Requirement
Below are some records. Print exactly the lines between the one holding "and everything after" and the one holding "use amicale_auth::MemberIdentity;", inclusive, and nothing else.

Stored items:
········

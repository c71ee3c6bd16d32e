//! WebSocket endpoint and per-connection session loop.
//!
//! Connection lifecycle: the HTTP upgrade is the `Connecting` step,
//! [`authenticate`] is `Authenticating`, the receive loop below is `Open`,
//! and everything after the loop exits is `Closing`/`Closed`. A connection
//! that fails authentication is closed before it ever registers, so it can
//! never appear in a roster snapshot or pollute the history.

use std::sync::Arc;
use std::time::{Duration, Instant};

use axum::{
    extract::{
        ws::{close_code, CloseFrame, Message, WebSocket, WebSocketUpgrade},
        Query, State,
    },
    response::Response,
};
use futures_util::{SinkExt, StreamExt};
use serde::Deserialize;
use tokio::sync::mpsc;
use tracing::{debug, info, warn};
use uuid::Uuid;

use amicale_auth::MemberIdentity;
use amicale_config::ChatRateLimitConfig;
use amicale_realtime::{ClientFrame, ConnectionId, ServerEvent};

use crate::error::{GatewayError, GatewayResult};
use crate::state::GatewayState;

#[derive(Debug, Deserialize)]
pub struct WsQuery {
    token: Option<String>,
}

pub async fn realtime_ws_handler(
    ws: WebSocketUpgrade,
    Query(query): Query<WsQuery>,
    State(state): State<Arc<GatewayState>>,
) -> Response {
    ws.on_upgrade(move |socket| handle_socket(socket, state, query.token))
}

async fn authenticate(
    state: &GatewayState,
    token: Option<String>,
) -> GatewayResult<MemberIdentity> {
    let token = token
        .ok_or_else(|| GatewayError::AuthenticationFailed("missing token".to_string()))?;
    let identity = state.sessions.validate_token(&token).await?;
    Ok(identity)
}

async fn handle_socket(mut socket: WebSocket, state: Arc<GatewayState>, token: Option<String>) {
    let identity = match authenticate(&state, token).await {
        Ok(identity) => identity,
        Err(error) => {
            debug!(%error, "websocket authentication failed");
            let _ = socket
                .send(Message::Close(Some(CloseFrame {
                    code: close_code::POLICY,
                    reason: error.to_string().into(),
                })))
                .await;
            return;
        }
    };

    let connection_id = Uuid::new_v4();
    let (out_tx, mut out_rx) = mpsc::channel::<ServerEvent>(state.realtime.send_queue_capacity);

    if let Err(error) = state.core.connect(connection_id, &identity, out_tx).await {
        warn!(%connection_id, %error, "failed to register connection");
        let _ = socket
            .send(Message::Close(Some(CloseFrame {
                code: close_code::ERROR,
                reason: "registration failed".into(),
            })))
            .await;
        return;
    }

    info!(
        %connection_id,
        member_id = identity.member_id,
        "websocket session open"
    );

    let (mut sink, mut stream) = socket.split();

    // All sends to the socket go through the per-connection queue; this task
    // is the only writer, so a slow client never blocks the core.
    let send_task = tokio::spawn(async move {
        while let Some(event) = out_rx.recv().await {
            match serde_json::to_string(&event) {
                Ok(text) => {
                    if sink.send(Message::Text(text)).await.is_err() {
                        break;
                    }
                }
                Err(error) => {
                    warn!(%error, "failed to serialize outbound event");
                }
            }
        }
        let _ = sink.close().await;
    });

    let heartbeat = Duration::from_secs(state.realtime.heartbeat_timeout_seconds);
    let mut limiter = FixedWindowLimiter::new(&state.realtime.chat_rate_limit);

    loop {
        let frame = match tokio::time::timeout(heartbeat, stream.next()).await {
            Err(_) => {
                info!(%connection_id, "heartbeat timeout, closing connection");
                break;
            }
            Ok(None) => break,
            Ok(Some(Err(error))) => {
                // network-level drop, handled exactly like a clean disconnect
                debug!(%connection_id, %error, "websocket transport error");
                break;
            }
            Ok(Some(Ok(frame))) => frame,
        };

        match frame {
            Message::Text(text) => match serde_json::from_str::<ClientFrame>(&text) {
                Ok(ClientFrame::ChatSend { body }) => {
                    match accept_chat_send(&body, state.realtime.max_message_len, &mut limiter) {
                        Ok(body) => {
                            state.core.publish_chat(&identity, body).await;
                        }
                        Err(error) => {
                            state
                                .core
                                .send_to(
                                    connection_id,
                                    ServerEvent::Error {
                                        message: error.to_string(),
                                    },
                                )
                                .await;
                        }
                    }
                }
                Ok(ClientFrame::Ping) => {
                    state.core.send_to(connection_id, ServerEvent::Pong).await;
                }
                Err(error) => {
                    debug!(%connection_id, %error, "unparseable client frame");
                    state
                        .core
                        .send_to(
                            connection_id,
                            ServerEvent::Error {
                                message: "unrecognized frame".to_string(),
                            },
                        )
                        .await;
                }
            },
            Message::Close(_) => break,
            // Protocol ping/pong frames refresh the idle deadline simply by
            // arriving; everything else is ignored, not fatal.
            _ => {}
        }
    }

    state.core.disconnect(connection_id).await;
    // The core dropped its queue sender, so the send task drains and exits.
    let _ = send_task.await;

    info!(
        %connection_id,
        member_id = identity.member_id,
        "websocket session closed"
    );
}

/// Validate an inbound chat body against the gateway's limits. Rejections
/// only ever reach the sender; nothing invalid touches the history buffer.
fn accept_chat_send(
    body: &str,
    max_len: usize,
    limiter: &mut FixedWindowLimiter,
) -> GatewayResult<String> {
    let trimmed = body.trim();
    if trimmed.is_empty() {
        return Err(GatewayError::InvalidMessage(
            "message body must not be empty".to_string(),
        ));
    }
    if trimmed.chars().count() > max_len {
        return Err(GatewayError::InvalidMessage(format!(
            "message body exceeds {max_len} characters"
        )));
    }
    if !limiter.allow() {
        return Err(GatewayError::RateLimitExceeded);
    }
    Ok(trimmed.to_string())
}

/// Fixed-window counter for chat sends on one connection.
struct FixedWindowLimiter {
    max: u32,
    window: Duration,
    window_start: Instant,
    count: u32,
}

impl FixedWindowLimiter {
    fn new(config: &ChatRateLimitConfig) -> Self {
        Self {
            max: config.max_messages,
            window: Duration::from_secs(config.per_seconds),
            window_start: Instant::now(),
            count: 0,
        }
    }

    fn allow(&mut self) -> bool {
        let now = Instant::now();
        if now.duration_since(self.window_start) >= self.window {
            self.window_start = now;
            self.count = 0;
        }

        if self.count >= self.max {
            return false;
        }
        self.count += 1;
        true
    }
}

········

Expected answer
//! and everything after the loop exits is `Closing`/`Closed`. A connection
//! that fails authentication is closed before it ever registers, so it can
//! never appear in a roster snapshot or pollute the history.

use std::sync::Arc;
use std::time::{Duration, Instant};

use axum::{
    extract::{
        ws::{close_code, CloseFrame, Message, WebSocket, WebSocketUpgrade},
        Query, State,
    },
    response::Response,
};
use futures_util::{SinkExt, StreamExt};
use serde::Deserialize;
use tokio::sync::mpsc;
use tracing::{debug, info, warn};
use uuid::Uuid;

use amicale_auth::MemberIdentity;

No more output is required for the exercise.